Though the cold walls offer no comfort, Katharina soon finds herself calling the convent her home. God, her father. This, her life. She takes her vows–a choice more practical than pious–but in time, a seed of discontent is planted by the smuggled writings of a rebellious excommunicated priest named Martin Luther. Their message? That Katharina is subject to God, and no one else. Could the Lord truly desire more for her than this life of servitude?In her first true step of faith, Katharina leaves the only life she has ever known. But the freedom she has craved comes with a price, and she finds she has traded one life of isolation for another. Without the security of the convent walls or a family of her own, Katharina must trust in both the God who saved her and the man who paved a way for rescue. Luther’s friends are quick to offer shelter, but Katharina longs for all Luther has promised: a home, a husband, perhaps even the chance to fall in love.


Praise for Loving Luther:

[Pittman] pens an exquisite tale, capturing the emotions of a nun grappling with the faith she’s always known vs. a new and unfamiliar freedom in faith.  Simmering with tension of Katharina’s discontent and longings, the novel unveils a slow morphing that follows Katharina’s own personal transformation, from reverence to spirited determination in choosing her own way in the world. — Booklist
Loving Luther is a moving and rich historical romance based on Luther’s relationship with his wife Katharina.  In addition, it shows how their marriage was actually significant to the Lutheran faith.  Instead of dwelling on the couple’s courtship, the story goes deep into the roots of the Reformation.  Luther and Katharina interrogate their faith, living out their convictions in a way that is both inspiring and profoundly human.  Loving Luther has depth, and it is unexpectedly touching.  Katharina and Luther, in search of a happy ending, find one another.  Their love, Pittman shows, really did change the world. — Foreword Magazine
A historical novel with characters who are brave, strong and willing to take chances in times of persecution.  The plot is partially based on the teachings of Martin Luther and the many lives he changed, some for the better, some for the worse.  Pittman is a talented author who touches on topics that have been debated over the decades and are still being talked about today. — Romantic Times Reviews

Excerpt from Loving Luther

By Allison Pittman

Benedictine Monastery, Brehna 1505-1509

Chapter 1, Part 2


Continued from the Lone Star Book Blog Tours 10/2/2017 tour stop.

I knew, instantly, how I should answer. Thinking back to our small, dark home, with rooms shut away to ward off the chill. My three older brothers crowded around the table, squabbling for the last bowl of stew, and taking mine when there wasn’t enough. Now, with me gone, there would be more for everybody else. Not enough, but more. Maybe the new mama would smile a bit and not stomp through the kitchen rattling pots like a thunderstorm. Maybe my brothers would stop stealing bread and making their papa lie to the red-faced baker when he came pounding on the door. There would be one less body to soak up the heat from the fire, and more space in the crowded bed.
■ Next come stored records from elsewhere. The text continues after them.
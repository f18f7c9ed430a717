//! `rcbridge-cli` – Robot Bridge Command Line Interface
//!
//! This binary starts the whole bridge:
//!
//! 1. Loads `~/.rcbridge/config.toml` (or `--config`), applies `RCBRIDGE_*`
//!    overrides and `--port`.
//! 2. Connects the device link and runs the session start-up sequence.
//! 3. Serves the HTTP API until a `stop` command or **Ctrl-C**.
//! 4. Stops every motor and disconnects before exiting.

mod config;

use std::path::PathBuf;
use std::process::ExitCode;
use std::sync::Arc;
use std::time::Duration;

use clap::Parser;
use colored::Colorize;
use rcbridge_gateway::ApiGateway;
use rcbridge_hal::{EyeBoxRenderer, RaspiStill, SimDeviceLink};
use rcbridge_middleware::EventBus;
use rcbridge_runtime::{Session, init_tracing};
use rcbridge_types::BridgeError;
use tracing::{error, info, warn};

/// Period of the simulated robot's state events.
const SIM_STATE_PERIOD: Duration = Duration::from_millis(66);

#[derive(Debug, Parser)]
#[command(name = "rcbridge", version, about = "HTTP bridge to a small tracked robot")]
struct Args {
    /// Log at debug level unless RUST_LOG says otherwise.
    #[arg(short, long)]
    verbose: bool,

    /// Config file to read instead of ~/.rcbridge/config.toml.
    #[arg(short, long, value_name = "PATH")]
    config: Option<PathBuf>,

    /// HTTP port; wins over the config file and RCBRIDGE_PORT.
    #[arg(short, long)]
    port: Option<u16>,

    /// Write the effective configuration to the config path and exit.
    #[arg(long)]
    write_config: bool,
}

fn main() -> ExitCode {
    let args = Args::parse();
    let _guard = init_tracing("rcbridge", args.verbose);

    print_banner();

    let path = args.config.clone().unwrap_or_else(config::config_path);
    let mut cfg = match config::load(&path) {
        Ok(cfg) => cfg,
        Err(e) => {
            eprintln!("{}: {e}", "Config error".red());
            return ExitCode::FAILURE;
        }
    };
    if let Some(port) = args.port {
        cfg.listen_port = port;
    }

    if args.write_config {
        return match config::save_to(&cfg, &path) {
            Ok(()) => {
                println!("  {} Config saved to {}", "✓".green().bold(), path.display().to_string().bold());
                ExitCode::SUCCESS
            }
            Err(e) => {
                eprintln!("{}: {e}", "Error saving config".red());
                ExitCode::FAILURE
            }
        };
    }

    let runtime = match tokio::runtime::Builder::new_multi_thread().enable_all().build() {
        Ok(rt) => rt,
        Err(e) => {
            error!(error = %e, "failed to build tokio runtime");
            return ExitCode::FAILURE;
        }
    };

    match runtime.block_on(run(cfg)) {
        Ok(()) => ExitCode::SUCCESS,
        Err(e) => {
            error!(error = %e, "bridge stopped with an error");
            ExitCode::FAILURE
        }
    }
}

// ─────────────────────────────────────────────────────────────────────────────
// Bridge lifecycle
// ─────────────────────────────────────────────────────────────────────────────

async fn run(cfg: config::Config) -> Result<(), BridgeError> {
    // A zero-capacity broadcast channel is invalid.
    let bus = Arc::new(EventBus::new(cfg.event_bus_capacity.max(1)));
    let device = Arc::new(SimDeviceLink::new(Arc::clone(&bus)));
    let feed = Arc::clone(&device).spawn_state_feed(SIM_STATE_PERIOD);

    let mut session = Session::new(
        device,
        &bus,
        Arc::new(RaspiStill::new(cfg.still_config())),
        Arc::new(EyeBoxRenderer),
        cfg.session_config(),
    );
    let shutdown = session.shutdown_signal();

    let ctrlc_signal = shutdown.clone();
    if let Err(e) = ctrlc::set_handler(move || {
        ctrlc_signal.trigger("ctrl-c");
    }) {
        warn!(error = %e, "failed to install Ctrl-C handler; use the stop command to exit");
    }

    if let Err(e) = session.start().await {
        error!(error = %e, "session start-up failed");
        session.stop().await;
        feed.abort();
        return Err(e);
    }

    info!(port = cfg.listen_port, origin = %cfg.cors_origin, "bridge ready");
    let served = ApiGateway::new(session.dispatcher())
        .with_port(cfg.listen_port)
        .with_cors_origin(cfg.cors_origin.clone())
        .run(shutdown.clone())
        .await;
    // A bind failure returns before anything raised the signal.
    shutdown.trigger("gateway exited");

    session.stop().await;
    if tokio::time::timeout(Duration::from_secs(1), feed).await.is_err() {
        warn!("device state feed did not stop in time");
    }
    served
}

// ─────────────────────────────────────────────────────────────────────────────
// Banner
// ─────────────────────────────────────────────────────────────────────────────

fn print_banner() {
    println!();
    println!("  {} {}",
        "rcbridge".bold().cyan(),
        format!("v{}", env!("CARGO_PKG_VERSION")).dimmed()
    );
    println!("  HTTP command and camera bridge for a small tracked robot");
    println!();
}
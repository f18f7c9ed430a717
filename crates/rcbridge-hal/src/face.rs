//! Face expressions for the robot's display.
//!
//! [`FaceExpression`] is the closed keyword vocabulary accepted by the `face`
//! command.  A [`FaceRenderer`] turns an expression into a 128x64 bitmap;
//! the caller halves it with [`FaceImage::even_rows`] before pushing it to the
//! 128x32 display.
//!
//! [`EyeBoxRenderer`] is a deliberately plain renderer: two filled boxes
//! scaled and opened per expression.

use rcbridge_types::{BridgeError, FaceImage};

/// Rendered face width in pixels.
pub const FACE_WIDTH: u32 = 128;
/// Rendered face height in pixels, before halving for the display.
pub const FACE_HEIGHT: u32 = 64;

/// Keywords understood by the `face` command.
#[derive(Debug, Clone, Copy, PartialEq, Eq, Default)]
pub enum FaceExpression {
    #[default]
    Normal,
    Happy,
    Sad,
    Wink,
    Surprise,
    Lonely,
    Laugh,
    Sleepy,
    Angry,
}

impl FaceExpression {
    /// Parse a keyword.  Unknown or missing keywords fall back to
    /// [`FaceExpression::Normal`].
    pub fn from_keyword(keyword: Option<&str>) -> Self {
        match keyword {
            Some("happy") => FaceExpression::Happy,
            Some("sad") => FaceExpression::Sad,
            Some("wink") => FaceExpression::Wink,
            Some("surprise") => FaceExpression::Surprise,
            // Clients send the historical spelling.
            Some("lonly") | Some("lonely") => FaceExpression::Lonely,
            Some("laugh") => FaceExpression::Laugh,
            Some("sleepy") => FaceExpression::Sleepy,
            Some("angry") => FaceExpression::Angry,
            _ => FaceExpression::Normal,
        }
    }

    /// Eye geometry for this expression.
    pub fn params(self) -> FaceParams {
        let base = FaceParams::default();
        match self {
            FaceExpression::Normal => base,
            FaceExpression::Happy => FaceParams { left_open: 0.6, right_open: 0.6, ..base },
            FaceExpression::Sad => FaceParams { left_open: 0.5, right_open: 0.5, ..base },
            FaceExpression::Wink => FaceParams { right_open: 0.1, ..base },
            FaceExpression::Surprise => FaceParams { scale_y: 1.5, ..base },
            FaceExpression::Lonely => FaceParams { scale_x: 0.2, scale_y: 0.2, ..base },
            FaceExpression::Laugh => FaceParams { left_open: 0.5, right_open: 0.5, ..base },
            FaceExpression::Sleepy => FaceParams { scale_y: 0.1, ..base },
            FaceExpression::Angry => FaceParams { left_open: 0.7, right_open: 0.7, ..base },
        }
    }
}

/// Scale and openness of the two eyes.
#[derive(Debug, Clone, Copy, PartialEq)]
pub struct FaceParams {
    pub scale_x: f32,
    pub scale_y: f32,
    /// Fraction of the eye height left visible, 0.0 to 1.0.
    pub left_open: f32,
    pub right_open: f32,
}

impl Default for FaceParams {
    fn default() -> Self {
        Self {
            scale_x: 1.0,
            scale_y: 1.0,
            left_open: 1.0,
            right_open: 1.0,
        }
    }
}

/// Produces face bitmaps.
pub trait FaceRenderer: Send + Sync {
    /// Render `expression` at [`FACE_WIDTH`] x [`FACE_HEIGHT`].
    fn render(&self, expression: FaceExpression) -> Result<FaceImage, BridgeError>;
}

/// Draws each eye as a filled box.
#[derive(Debug, Default, Clone, Copy)]
pub struct EyeBoxRenderer;

const EYE_WIDTH: f32 = 28.0;
const EYE_HEIGHT: f32 = 40.0;
const EYE_CENTERS_X: [f32; 2] = [40.0, 88.0];

impl FaceRenderer for EyeBoxRenderer {
    fn render(&self, expression: FaceExpression) -> Result<FaceImage, BridgeError> {
        let p = expression.params();
        let mut pixels = vec![0u8; (FACE_WIDTH * FACE_HEIGHT) as usize];
        let center_y = FACE_HEIGHT as f32 / 2.0;

        for (eye, &cx) in EYE_CENTERS_X.iter().enumerate() {
            let open = if eye == 0 { p.left_open } else { p.right_open };
            let half_w = EYE_WIDTH * p.scale_x / 2.0;
            let full_h = EYE_HEIGHT * p.scale_y;
            // Lids close from the top down.
            let bottom = center_y + full_h / 2.0;
            let top = bottom - full_h * open.clamp(0.0, 1.0);

            let x0 = (cx - half_w).max(0.0) as u32;
            let x1 = ((cx + half_w).min(FACE_WIDTH as f32)) as u32;
            let y0 = top.max(0.0) as u32;
            let y1 = bottom.min(FACE_HEIGHT as f32) as u32;
            for y in y0..y1 {
                let row = (y * FACE_WIDTH) as usize;
                pixels[row + x0 as usize..row + x1 as usize].fill(255);
            }
        }

        Ok(FaceImage {
            width: FACE_WIDTH,
            height: FACE_HEIGHT,
            pixels,
        })
    }
}
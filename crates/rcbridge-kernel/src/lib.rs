//! `rcbridge-kernel` – Shared state and session lifetime
//!
//! The only state shared between the request path, the camera poller and
//! device event delivery lives here.
//!
//! # Modules
//!
//! - [`state_store`] – [`StateStore`][state_store::StateStore]: latest
//!   telemetry snapshot and latest camera frame, each replaced by a single
//!   atomic pointer swap.  Readers never block writers.
//! - [`shutdown`] – [`ShutdownSignal`][shutdown::ShutdownSignal]: the
//!   session-wide stop flag observed by every background loop.

pub mod shutdown;
pub mod state_store;

pub use shutdown::ShutdownSignal;
pub use state_store::StateStore;
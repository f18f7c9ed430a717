//! Just enough HTTP/1.1 for the bridge's three routes.
//!
//! One request per connection: the request line, headers up to a blank line,
//! then exactly `Content-Length` bytes of body.  Every response closes the
//! connection.

use rcbridge_types::BridgeError;
use tokio::io::{AsyncBufRead, AsyncBufReadExt, AsyncReadExt};

/// Upper bound on the request line plus headers.
pub const MAX_HEAD_BYTES: usize = 8 * 1024;
/// Upper bound on a request body.  Commands are a few dozen bytes.
pub const MAX_BODY_BYTES: usize = 64 * 1024;

// ---------------------------------------------------------------------------
// Request
// ---------------------------------------------------------------------------

#[derive(Debug, Clone, PartialEq)]
pub struct HttpRequest {
    pub method: String,
    pub path: String,
    /// Header names are lower-cased.
    pub headers: Vec<(String, String)>,
    pub body: Vec<u8>,
}

impl HttpRequest {
    pub fn header(&self, name: &str) -> Option<&str> {
        self.headers
            .iter()
            .find(|(n, _)| n.eq_ignore_ascii_case(name))
            .map(|(_, v)| v.as_str())
    }
}

/// Read one request.
///
/// # Errors
///
/// [`BridgeError::Io`] when the connection fails or closes early, and
/// [`BridgeError::MalformedRequest`] for anything that is not a parseable
/// request within the size limits.
pub async fn read_request<R>(reader: &mut R) -> Result<HttpRequest, BridgeError>
where
    R: AsyncBufRead + Unpin,
{
    let mut budget = MAX_HEAD_BYTES;

    let request_line = read_line(reader, &mut budget).await?;
    let mut parts = request_line.split_whitespace();
    let (method, path) = match (parts.next(), parts.next(), parts.next()) {
        (Some(m), Some(p), Some(v)) if v.starts_with("HTTP/") => (m.to_string(), p.to_string()),
        _ => {
            return Err(BridgeError::MalformedRequest(format!(
                "bad request line: {request_line:?}"
            )));
        }
    };

    let mut headers = Vec::new();
    loop {
        let line = read_line(reader, &mut budget).await?;
        if line.is_empty() {
            break;
        }
        let (name, value) = line
            .split_once(':')
            .ok_or_else(|| BridgeError::MalformedRequest(format!("bad header: {line:?}")))?;
        headers.push((name.trim().to_ascii_lowercase(), value.trim().to_string()));
    }

    let mut request = HttpRequest {
        method,
        path,
        headers,
        body: Vec::new(),
    };

    let length = match request.header("content-length") {
        None => 0,
        Some(raw) => raw.parse::<usize>().map_err(|_| {
            BridgeError::MalformedRequest(format!("bad Content-Length: {raw:?}"))
        })?,
    };
    if length > MAX_BODY_BYTES {
        return Err(BridgeError::MalformedRequest(format!(
            "body of {length} bytes exceeds {MAX_BODY_BYTES}"
        )));
    }
    if length > 0 {
        request.body = vec![0; length];
        reader.read_exact(&mut request.body).await?;
    }
    Ok(request)
}

/// Read one CRLF- or LF-terminated line, charging it against `budget`.
async fn read_line<R>(reader: &mut R, budget: &mut usize) -> Result<String, BridgeError>
where
    R: AsyncBufRead + Unpin,
{
    let mut line = Vec::new();
    let n = (&mut *reader)
        .take(*budget as u64)
        .read_until(b'\n', &mut line)
        .await?;
    if n == 0 {
        return Err(BridgeError::Io("connection closed before end of headers".to_string()));
    }
    if line.last() != Some(&b'\n') {
        return Err(BridgeError::MalformedRequest(
            "request head too large or truncated".to_string(),
        ));
    }
    *budget -= n;

    while matches!(line.last(), Some(b'\n' | b'\r')) {
        line.pop();
    }
    String::from_utf8(line)
        .map_err(|_| BridgeError::MalformedRequest("request head is not UTF-8".to_string()))
}

// ---------------------------------------------------------------------------
// Response
// ---------------------------------------------------------------------------

#[derive(Debug, Clone, Copy, PartialEq, Eq)]
pub enum Status {
    Ok,
    BadRequest,
    NotImplemented,
}

impl Status {
    pub fn code(self) -> u16 {
        match self {
            Status::Ok => 200,
            Status::BadRequest => 400,
            Status::NotImplemented => 501,
        }
    }

    pub fn reason(self) -> &'static str {
        match self {
            Status::Ok => "OK",
            Status::BadRequest => "Bad Request",
            Status::NotImplemented => "Not Implemented",
        }
    }
}

/// Shape of the response body, which decides the content type.
#[derive(Debug, Clone, Copy, PartialEq, Eq)]
pub enum BodyKind {
    /// Telemetry JSON served as `text/plain`.
    Telemetry,
    /// Camera frame bytes served as `image/jpeg`.
    Jpeg,
}

#[derive(Debug, Clone, PartialEq)]
pub struct HttpResponse {
    pub status: Status,
    pub kind: BodyKind,
    pub body: Vec<u8>,
}

impl HttpResponse {
    pub fn telemetry(status: Status, body: Vec<u8>) -> Self {
        Self {
            status,
            kind: BodyKind::Telemetry,
            body,
        }
    }

    pub fn jpeg(body: Vec<u8>) -> Self {
        Self {
            status: Status::Ok,
            kind: BodyKind::Jpeg,
            body,
        }
    }

    /// Serialise status line, headers, and body.
    pub fn to_bytes(&self, cors_origin: &str) -> Vec<u8> {
        let mut head = format!(
            "HTTP/1.1 {} {}\r\n",
            self.status.code(),
            self.status.reason()
        );
        head.push_str(match self.kind {
            BodyKind::Telemetry => "Content-Type: text/plain; charset=utf-8\r\n",
            BodyKind::Jpeg => "Content-Type: image/jpeg\r\n",
        });
        // The web client fetches frames with credentialed XHR too.
        head.push_str(&format!("Access-Control-Allow-Origin: {cors_origin}\r\n"));
        head.push_str("Access-Control-Allow-Methods: GET,POST,OPTIONS\r\n");
        head.push_str("Access-Control-Allow-Credentials: true\r\n");
        head.push_str("Access-Control-Allow-Headers: Content-Type,Accept\r\n");
        head.push_str(&format!("Content-Length: {}\r\n", self.body.len()));
        head.push_str("Connection: close\r\n\r\n");

        let mut bytes = head.into_bytes();
        bytes.extend_from_slice(&self.body);
        bytes
    }
}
I stood up straight and wiped my nose on my sleeve. “I’m ready now, Papa.” “That’s my good girl.”

He kissed my forehead, my cheeks, then briefly, my lips. One kiss, he said, for each of my brothers, and one final from Mother watching from heaven. The nun kept her own silent watch until the end, when Papa handed me the small bundle he’d been carrying over his shoulder for the last mile of our walk.

“No.” The sister’s sturdy hand stretched from within the long black sleeve. “She comes with nothing.”

“Please, Sister—”

“Sister Odile, reverend mother of the convent of Brehna.”

“It’s just a nightcap,” Papa said, not mentioning that it was the cap Mama—my mama—had stitched with small purple flowers. “And clean stockings and an apron.”

“Nothing.” Sister Odile tightened her grip and dragged me to her side.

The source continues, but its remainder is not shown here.